41 And Elijah said to Ahab, “Go, eat and drink, for there is the sound of a heavy rain.” 42 So Ahab went off to eat and drink, but Elijah climbed to the top of Carmel, bent down to the ground and put his face between his knees. 43 “Go and look toward the sea,” he told his servant. And he went up and looked. “There is nothing there,” he said. Seven times Elijah said, “Go back.” 44 The seventh time the servant reported, “A cloud as small as a man’s hand is rising from the sea.” So Elijah said, “Go and tell Ahab, ‘Hitch up your chariot and go down before the rain stops you.’ ” 45 Mean-while, the sky grew black with clouds, the wind rose, a heavy rain came on and Ahab rode off to Jezreel. (I Kings 18:41-45) . . . . 17 Elijah was a man just like us. He prayed earnestly that it would not rain, and it did not rain on the land for three and a half years. 18 Again he prayed, and the heavens gave rain, and the earth produced its crops. (James 5:17-18).

QUESTION: Would it have rained if Elijah had not prayed?

James, under the inspiration of God’s Spirit, credits the coming of rain to the prayer of Elijah. Elijah prayed and it rained. If Elijah had not prayed it would not have rained.

THE COMMAND OF JESUS TO PRAY FOR HARVESTERS

After this the Lord appointed seventy-two others and sent them two by two ahead of him to every town and place where he was about to go. He told them, “The harvest is plentiful, but the workers are few. Ask the Lord of the harvest, therefore, to send out workers into his harvest field (Luke 10:1-2).

DRAMA: For the drama pick an owner and his wife (a couple), 2-3 individuals to function as children. Give them the script and have them improvise.

Note: I gave the general outline to the actors. They improvised as they went. A good example of the illustration by CS Lewis.

QUESTION: What lessons can we learn from this text / this drama?

(1) God is the Lord of the harvest and thus can recruit harvesters at will.
(2) God is limiting the number of harvesters dependent on our prayers.
(3) God is delegating power and authority to us in relationship to the harvest.
(4) God is giving us the privilege through prayer of playing a key role in the harvest.
(5) If we don’t pray for God to send forth Christian workers, missionaries etc. God will not send them.
(6) One of our daily prayer requests should be that God will continue to call workers into the harvest.

 

SO WHAT???

1. Although God’s decreed will is settled what He desires and wishes to be accomplished on earth is affected by our prayers.

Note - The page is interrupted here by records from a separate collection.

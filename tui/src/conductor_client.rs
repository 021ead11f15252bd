//! Conductor Client
//!
//! Thin wrapper around the Conductor for TUI integration.
//! This client embeds the Conductor directly (no network) and provides
//! a convenient interface for sending events and receiving messages.
//!
//! # Architecture
//!
//! The TUI is a "thin client" - it doesn't contain any business logic.
//! All orchestration happens in the Conductor. The TUI's job is:
//! 1. Convert terminal events to SurfaceEvents
//! 2. Send SurfaceEvents to Conductor
//! 3. Receive ConductorMessages
//! 4. Render display state based on messages

use tokio::sync::mpsc;

use estimator_conductor::{
    Conductor, ConductorConfig, ConductorMessage, ConductorState, CredentialError,
    ModelClientConfig, SurfaceCapabilities, SurfaceEvent, SurfaceType,
};

/// Client for communicating with the embedded Conductor
pub struct ConductorClient {
    /// The embedded Conductor instance
    conductor: Conductor,
    /// Receiver for messages from Conductor
    rx: mpsc::Receiver<ConductorMessage>,
}

impl ConductorClient {
    /// Create a new ConductorClient with embedded Conductor
    pub fn new(config: ConductorConfig) -> Self {
        // Create channel for Conductor -> TUI messages
        let (tx, rx) = mpsc::channel(256);
        let conductor = Conductor::new(config, tx);
        Self { conductor, rx }
    }

    /// Start the Conductor, reading the credential from the environment
    pub async fn start(&mut self) -> anyhow::Result<()> {
        self.conductor.start().await
    }

    /// Start the Conductor with an already-resolved credential
    pub async fn start_with_credential(
        &mut self,
        credential: Result<ModelClientConfig, CredentialError>,
    ) -> anyhow::Result<()> {
        self.conductor.start_with_credential(credential).await
    }

    /// Connect this surface to the Conductor
    pub async fn connect(&mut self) -> anyhow::Result<()> {
        let event = SurfaceEvent::Connected {
            event_id: SurfaceEvent::new_event_id(),
            surface_type: SurfaceType::Tui,
            capabilities: SurfaceCapabilities::tui(),
        };
        self.conductor.handle_event(event).await
    }

    /// Send a line typed by the user (a leading `/` makes it a command)
    pub async fn send_input(&mut self, line: &str) -> anyhow::Result<()> {
        self.conductor
            .handle_event(SurfaceEvent::from_input_line(line))
            .await
    }

    /// Notify Conductor that user wants to quit
    pub async fn request_quit(&mut self) -> anyhow::Result<()> {
        let event = SurfaceEvent::QuitRequested {
            event_id: SurfaceEvent::new_event_id(),
        };
        self.conductor.handle_event(event).await
    }

    /// Notify Conductor of resize
    pub async fn resized(&mut self, width: u32, height: u32) -> anyhow::Result<()> {
        let event = SurfaceEvent::Resized {
            event_id: SurfaceEvent::new_event_id(),
            width,
            height,
        };
        self.conductor.handle_event(event).await
    }

    /// Receive all pending messages from the Conductor (non-blocking)
    pub fn recv_all(&mut self) -> Vec<ConductorMessage> {
        let mut messages = Vec::new();
        while let Ok(msg) = self.rx.try_recv() {
            messages.push(msg);
        }
        messages
    }

    /// Get the current Conductor state
    pub fn state(&self) -> ConductorState {
        self.conductor.state()
    }

    /// Check if the Conductor resolved its credential
    pub fn is_ready(&self) -> bool {
        self.conductor.is_ready()
    }
}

2. A good model for God’s sovereignty is not that of an aloof monarch but of a caring parent.

3. God has chosen to govern the world through a partnership and thus we are co-laborers, fellow-workers with Him and a kingdom of priests.

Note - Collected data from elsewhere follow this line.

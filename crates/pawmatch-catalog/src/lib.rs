//! Catalog view controller: filter, sort, pagination and favorites state,
//! the two-step fetch protocol, match generation and login submission.

pub mod auth;
pub mod controller;
pub mod notice;
pub mod state;

pub use auth::{submit_login, LoginOutcome};
pub use controller::{fetch_page, CatalogController, MatchOutcome};
pub use notice::{Notice, NoticeLevel};
pub use state::{CatalogAction, CatalogState, Effect, FetchOutcome, ResolvedPage, SearchTicket};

4. Prayer is one of God’s gifts to us. It is His way to honor and show His love for us in that it enables us to play a role in the outcome of events.

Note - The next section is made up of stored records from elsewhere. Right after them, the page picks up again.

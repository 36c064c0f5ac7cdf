use std::collections::HashMap;
use std::env::VarError;

use super::*;

fn lookup_from_map<'a>(
    map: &'a HashMap<&'a str, &'a str>,
) -> impl Fn(&str) -> Result<String, VarError> + 'a {
    move |key| {
        map.get(key)
            .map(|v| (*v).to_string())
            .ok_or(VarError::NotPresent)
    }
}

fn assert_invalid(map: &HashMap<&str, &str>, expected_var: &str) {
    let result = build_app_config(lookup_from_map(map));
    assert!(
        matches!(result, Err(ConfigError::InvalidEnvVar { ref var, .. }) if var == expected_var),
        "expected InvalidEnvVar({expected_var}), got: {result:?}"
    );
}

#[test]
fn parse_environment_known_values() {
    assert_eq!(
        parse_environment("development").unwrap(),
        Environment::Development
    );
    assert_eq!(parse_environment("test").unwrap(), Environment::Test);
    assert_eq!(
        parse_environment("production").unwrap(),
        Environment::Production
    );
}

#[test]
fn parse_environment_unknown_fails() {
    let err = parse_environment("staging").unwrap_err();
    assert!(matches!(err, ConfigError::InvalidEnvVar { ref var, .. } if var == "PAWMATCH_ENV"));
}

#[test]
fn build_app_config_uses_defaults_for_empty_env() {
    let map: HashMap<&str, &str> = HashMap::new();
    let cfg = build_app_config(lookup_from_map(&map)).expect("defaults should be valid");
    assert_eq!(cfg.env, Environment::Development);
    assert_eq!(cfg.api_base_url, DEFAULT_API_BASE_URL);
    assert_eq!(cfg.log_level, "info");
    assert_eq!(cfg.page_size, 25);
    assert_eq!(cfg.request_timeout_secs, 30);
    assert_eq!(cfg.user_agent, "pawmatch/0.1 (dog-catalog)");
    assert_eq!(cfg.grid_columns, 4);
}

#[test]
fn build_app_config_reads_overrides() {
    let mut map = HashMap::new();
    map.insert("PAWMATCH_ENV", "production");
    map.insert("PAWMATCH_API_BASE_URL", "http://127.0.0.1:8080");
    map.insert("PAWMATCH_LOG_LEVEL", "debug");
    map.insert("PAWMATCH_PAGE_SIZE", "50");
    map.insert("PAWMATCH_REQUEST_TIMEOUT_SECS", "5");
    map.insert("PAWMATCH_USER_AGENT", "custom-agent/2.0");
    map.insert("PAWMATCH_GRID_COLUMNS", "2");
    let cfg = build_app_config(lookup_from_map(&map)).unwrap();
    assert_eq!(cfg.env, Environment::Production);
    assert_eq!(cfg.api_base_url, "http://127.0.0.1:8080");
    assert_eq!(cfg.log_level, "debug");
    assert_eq!(cfg.page_size, 50);
    assert_eq!(cfg.request_timeout_secs, 5);
    assert_eq!(cfg.user_agent, "custom-agent/2.0");
    assert_eq!(cfg.grid_columns, 2);
}

#[test]
fn build_app_config_rejects_non_numeric_page_size() {
    let mut map = HashMap::new();
    map.insert("PAWMATCH_PAGE_SIZE", "not-a-number");
    assert_invalid(&map, "PAWMATCH_PAGE_SIZE");
}

#[test]
fn build_app_config_rejects_zero_page_size() {
    let mut map = HashMap::new();
    map.insert("PAWMATCH_PAGE_SIZE", "0");
    assert_invalid(&map, "PAWMATCH_PAGE_SIZE");
}

#[test]
fn build_app_config_rejects_oversized_page_size() {
    let mut map = HashMap::new();
    map.insert("PAWMATCH_PAGE_SIZE", "101");
    assert_invalid(&map, "PAWMATCH_PAGE_SIZE");
}

#[test]
fn build_app_config_rejects_invalid_timeout() {
    let mut map = HashMap::new();
    map.insert("PAWMATCH_REQUEST_TIMEOUT_SECS", "-1");
    assert_invalid(&map, "PAWMATCH_REQUEST_TIMEOUT_SECS");
}

#[test]
fn build_app_config_rejects_zero_timeout() {
    let mut map = HashMap::new();
    map.insert("PAWMATCH_REQUEST_TIMEOUT_SECS", "0");
    assert_invalid(&map, "PAWMATCH_REQUEST_TIMEOUT_SECS");
}

#[test]
fn build_app_config_rejects_non_http_base_url() {
    let mut map = HashMap::new();
    map.insert("PAWMATCH_API_BASE_URL", "ftp://example.com");
    assert_invalid(&map, "PAWMATCH_API_BASE_URL");
}

#[test]
fn build_app_config_rejects_zero_grid_columns() {
    let mut map = HashMap::new();
    map.insert("PAWMATCH_GRID_COLUMNS", "0");
    assert_invalid(&map, "PAWMATCH_GRID_COLUMNS");
}

#[test]
fn build_app_config_rejects_unknown_environment() {
    let mut map = HashMap::new();
    map.insert("PAWMATCH_ENV", "staging");
    assert_invalid(&map, "PAWMATCH_ENV");
}

#[test]
fn base_url_override_replaces_valid_url() {
    let map: HashMap<&str, &str> = HashMap::new();
    let mut cfg = build_app_config(lookup_from_map(&map)).unwrap();
    override_api_base_url(&mut cfg, "--base-url", "http://localhost:9000".to_string())
        .expect("http override is valid");
    assert_eq!(cfg.api_base_url, "http://localhost:9000");
}

#[test]
fn base_url_override_rejects_non_http_url() {
    let map: HashMap<&str, &str> = HashMap::new();
    let mut cfg = build_app_config(lookup_from_map(&map)).unwrap();
    let err = override_api_base_url(&mut cfg, "--base-url", "ftp://x".to_string()).unwrap_err();
    assert!(matches!(err, ConfigError::InvalidOverride { flag: "--base-url", .. }));
    assert_eq!(cfg.api_base_url, DEFAULT_API_BASE_URL);
}

#[test]
fn debug_output_lists_every_field() {
    let map: HashMap<&str, &str> = HashMap::new();
    let cfg = build_app_config(lookup_from_map(&map)).unwrap();
    let out = format!("{cfg:?}");
    assert!(out.starts_with("AppConfig {"));
    assert!(out.contains(DEFAULT_API_BASE_URL));
    assert!(out.contains("request_timeout_secs: 30"));
    assert!(out.contains("grid_columns: 4"));
}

5. We all have answers to prayer. Share some of these answers that you are very sure are the results of prayer. Remember the “co-incidents” are also often “God-incidents.”

6. There are certain things that are very dependent upon our prayers, one being the sending out of harvesters, e.g. Christian workers into the world.

7. How often have you prayed that God will send forth Christian laborers into the harvest? Do you plan to start praying consistently that God will send forth laborers? Share your intentions.